REQUIREMENT - Among the records below, which lines contain the string "number"? Report them.

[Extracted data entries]
Content starts

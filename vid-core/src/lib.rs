//! vid-core: video registry, identity allocation and the upload/download
//! orchestrator that ties metadata to stored content.

pub mod config;
pub mod errors;
pub mod ids;
pub mod locator;
pub mod record;
pub mod registry;
pub mod service;

pub use config::{VidConfig, VidConfigSnapshot, ENV_PREFIX};
pub use errors::{ErrorKind, VidError, VidResult};
pub use ids::{IdAllocator, VideoId};
pub use locator::Locator;
pub use record::{VideoRecord, VideoState, VideoStatus};
pub use registry::VideoRegistry;
pub use service::{VideoContent, VideoService};
use std::path::PathBuf;

use anyhow::{bail, Result};
use vid_blob::BlobConfig;
use vid_core::{Locator, VidConfig, VidConfigSnapshot, ENV_PREFIX};

/// Where committed video content lives.
#[derive(Debug, Clone, PartialEq, Eq)]
pub enum StorageBackend {
    Fs(PathBuf),
    Memory,
}

/// Everything the server needs to start, resolved from configuration.
#[derive(Debug, Clone)]
pub struct ServerSettings {
    pub host: String,
    pub port: u16,
    pub locator: Locator,
    pub storage: StorageBackend,
    pub blob: BlobConfig,
}

impl ServerSettings {
    pub fn addr(&self) -> String {
        format!("{}:{}", self.host, self.port)
    }

    pub fn from_config(config: &VidConfig) -> Result<Self> {
        Self::from_snapshot(&config.snapshot())
    }

    pub fn from_snapshot(snap: &VidConfigSnapshot) -> Result<Self> {
        let host = snap
            .get_string("http.host")
            .unwrap_or_else(|| "127.0.0.1".to_string());
        let port = typed(snap, "http.port", "a port number", VidConfigSnapshot::get_u16)?
            .unwrap_or(3030);

        let locator = match snap.get("http.public_url") {
            Some(base) => Locator::new(base)?,
            None => Locator::from_host_port(&host, port)?,
        };

        let storage = match snap.get("storage.backend").unwrap_or("fs") {
            "fs" => StorageBackend::Fs(
                snap.get("storage.root")
                    .map(PathBuf::from)
                    .unwrap_or_else(|| PathBuf::from("./data")),
            ),
            "memory" => StorageBackend::Memory,
            other => bail!("storage.backend must be `fs` or `memory`, got {other:?}"),
        };

        let mut blob = BlobConfig::default();
        if let Some(mb) = typed(snap, "storage.max_upload_mb", "a whole number", VidConfigSnapshot::get_u64)? {
            blob = blob.with_max_blob_bytes(mb.saturating_mul(1024 * 1024));
        }
        if let Some(kb) = typed(snap, "storage.chunk_kb", "a whole number", VidConfigSnapshot::get_usize)? {
            blob = blob.with_chunk_size(kb.saturating_mul(1024));
        }
        if let Some(checksum) = typed(snap, "storage.checksum", "true or false", VidConfigSnapshot::get_bool)? {
            blob = blob.with_checksum(checksum);
        }

        Ok(Self {
            host,
            port,
            locator,
            storage,
            blob,
        })
    }
}

/// Read an optional key, failing when it is set but does not parse.
fn typed<T>(
    snap: &VidConfigSnapshot,
    key: &str,
    expected: &str,
    read: impl Fn(&VidConfigSnapshot, &str) -> Option<T>,
) -> Result<Option<T>> {
    match snap.get(key) {
        None => Ok(None),
        Some(raw) => match read(snap, key) {
            Some(value) => Ok(Some(value)),
            None => bail!("{key} must be {expected}, got {raw:?}"),
        },
    }
}

/// Configuration from `VIDSTORE__*` variables, with the plain `HTTP_HOST`
/// and `HTTP_PORT` used when the prefixed keys are absent.
pub fn config_from_env() -> VidConfig {
    let mut config = VidConfig::new();
    config.load_env(ENV_PREFIX);

    if let Ok(host) = std::env::var("HTTP_HOST") {
        config.set_default("http.host", host);
    }
    if let Ok(port) = std::env::var("HTTP_PORT") {
        config.set_default("http.port", port);
    }
    config
}

#[cfg(test)]
mod tests {
    use super::*;

    #[test]
    fn defaults() {
        let settings = ServerSettings::from_config(&VidConfig::new()).unwrap();

        assert_eq!(settings.addr(), "127.0.0.1:3030");
        assert_eq!(settings.locator.base(), "http://127.0.0.1:3030");
        assert_eq!(settings.storage, StorageBackend::Fs(PathBuf::from("./data")));
        assert!(settings.blob.checksum);
    }

    #[test]
    fn explicit_values() {
        let mut config = VidConfig::new();
        config.set("http.host", "0.0.0.0");
        config.set("http.port", "80");
        config.set("http.public_url", "https://videos.example.org/");
        config.set("storage.backend", "memory");
        config.set("storage.max_upload_mb", "10");
        config.set("storage.chunk_kb", "256");
        config.set("storage.checksum", "false");

        let settings = ServerSettings::from_config(&config).unwrap();
        assert_eq!(settings.locator.base(), "https://videos.example.org");
        assert_eq!(settings.storage, StorageBackend::Memory);
        assert_eq!(settings.blob.max_blob_bytes, 10 * 1024 * 1024);
        assert_eq!(settings.blob.chunk_size, 256 * 1024);
        assert!(!settings.blob.checksum);
    }

    #[test]
    fn port_80_is_left_out_of_locator() {
        let mut config = VidConfig::new();
        config.set("http.host", "videos.local");
        config.set("http.port", "80");

        let settings = ServerSettings::from_config(&config).unwrap();
        assert_eq!(settings.locator.base(), "http://videos.local");
    }

    #[test]
    fn bad_values_are_rejected() {
        let mut config = VidConfig::new();
        config.set("storage.backend", "s3");
        assert!(ServerSettings::from_config(&config).is_err());

        let mut config = VidConfig::new();
        config.set("http.port", "eighty");
        assert!(ServerSettings::from_config(&config).is_err());

        let mut config = VidConfig::new();
        config.set("http.public_url", "videos.example.org");
        assert!(ServerSettings::from_config(&config).is_err());

        for (key, value) in [
            ("storage.max_upload_mb", "lots"),
            ("storage.chunk_kb", "-4"),
            ("storage.checksum", "maybe"),
        ] {
            let mut config = VidConfig::new();
            config.set(key, value);
            let err = ServerSettings::from_config(&config).unwrap_err();
            assert!(err.to_string().contains(key), "{err}");
        }
    }
}
//! Video identity.

use std::fmt;
use std::sync::atomic::{AtomicU64, Ordering};

use serde::{Deserialize, Serialize};

/// Identifier of a registered video. `0` means "not yet registered".
#[derive(Debug, Clone, Copy, Default, PartialEq, Eq, PartialOrd, Ord, Hash, Serialize, Deserialize)]
#[serde(transparent)]
pub struct VideoId(pub u64);

impl VideoId {
    pub const UNASSIGNED: VideoId = VideoId(0);

    pub fn get(self) -> u64 {
        self.0
    }

    pub fn is_assigned(self) -> bool {
        self.0 != 0
    }
}

impl fmt::Display for VideoId {
    fn fmt(&self, f: &mut fmt::Formatter<'_>) -> fmt::Result {
        write!(f, "{}", self.0)
    }
}

impl From<u64> for VideoId {
    fn from(id: u64) -> Self {
        Self(id)
    }
}

/// Hands out strictly increasing ids starting at 1.
#[derive(Debug, Default)]
pub struct IdAllocator {
    last: AtomicU64,
}

impl IdAllocator {
    pub fn new() -> Self {
        Self::default()
    }

    /// Next id, strictly greater than every id returned or observed so far.
    /// `None` once the `u64` space is used up; the counter never wraps.
    pub fn next_id(&self) -> Option<VideoId> {
        self.last
            .fetch_update(Ordering::SeqCst, Ordering::SeqCst, |last| last.checked_add(1))
            .ok()
            .map(|previous| VideoId(previous + 1))
    }

    /// Record an id that entered the registry from outside the allocator,
    /// so it is never handed out later.
    pub fn observe(&self, id: VideoId) {
        self.last.fetch_max(id.0, Ordering::SeqCst);
    }

    /// Highest id handed out or observed so far (0 when none).
    pub fn last(&self) -> u64 {
        self.last.load(Ordering::SeqCst)
    }
}

#[cfg(test)]
mod tests {
    use super::*;
    use std::collections::HashSet;
    use std::sync::Arc;

    #[test]
    fn starts_at_one_and_increases() {
        let ids = IdAllocator::new();
        assert_eq!(ids.next_id(), Some(VideoId(1)));
        assert_eq!(ids.next_id(), Some(VideoId(2)));
        assert_eq!(ids.last(), 2);
    }

    #[test]
    fn observed_ids_are_skipped() {
        let ids = IdAllocator::new();
        ids.observe(VideoId(40));
        assert_eq!(ids.next_id(), Some(VideoId(41)));

        ids.observe(VideoId(3));
        assert_eq!(ids.next_id(), Some(VideoId(42)));
    }

    #[test]
    fn exhausted_space_does_not_wrap() {
        let ids = IdAllocator::new();
        ids.observe(VideoId(u64::MAX - 1));
        assert_eq!(ids.next_id(), Some(VideoId(u64::MAX)));

        assert_eq!(ids.next_id(), None);
        assert_eq!(ids.next_id(), None);
        assert_eq!(ids.last(), u64::MAX);
    }

    #[test]
    fn concurrent_callers_get_distinct_ids() {
        let ids = Arc::new(IdAllocator::new());
        let handles: Vec<_> = (0..8)
            .map(|_| {
                let ids = Arc::clone(&ids);
                std::thread::spawn(move || (0..500).map(|_| ids.next_id().unwrap()).collect::<Vec<_>>())
            })
            .collect();

        let mut seen = HashSet::new();
        for handle in handles {
            for id in handle.join().unwrap() {
                assert!(id.is_assigned());
                assert!(seen.insert(id), "duplicate id {id}");
            }
        }
        assert_eq!(seen.len(), 4_000);
    }
}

Content ends

TASK ANSWER -
        let port = typed(snap, "http.port", "a port number", VidConfigSnapshot::get_u16)?
        if let Some(mb) = typed(snap, "storage.max_upload_mb", "a whole number", VidConfigSnapshot::get_u64)? {
        if let Some(kb) = typed(snap, "storage.chunk_kb", "a whole number", VidConfigSnapshot::get_usize)? {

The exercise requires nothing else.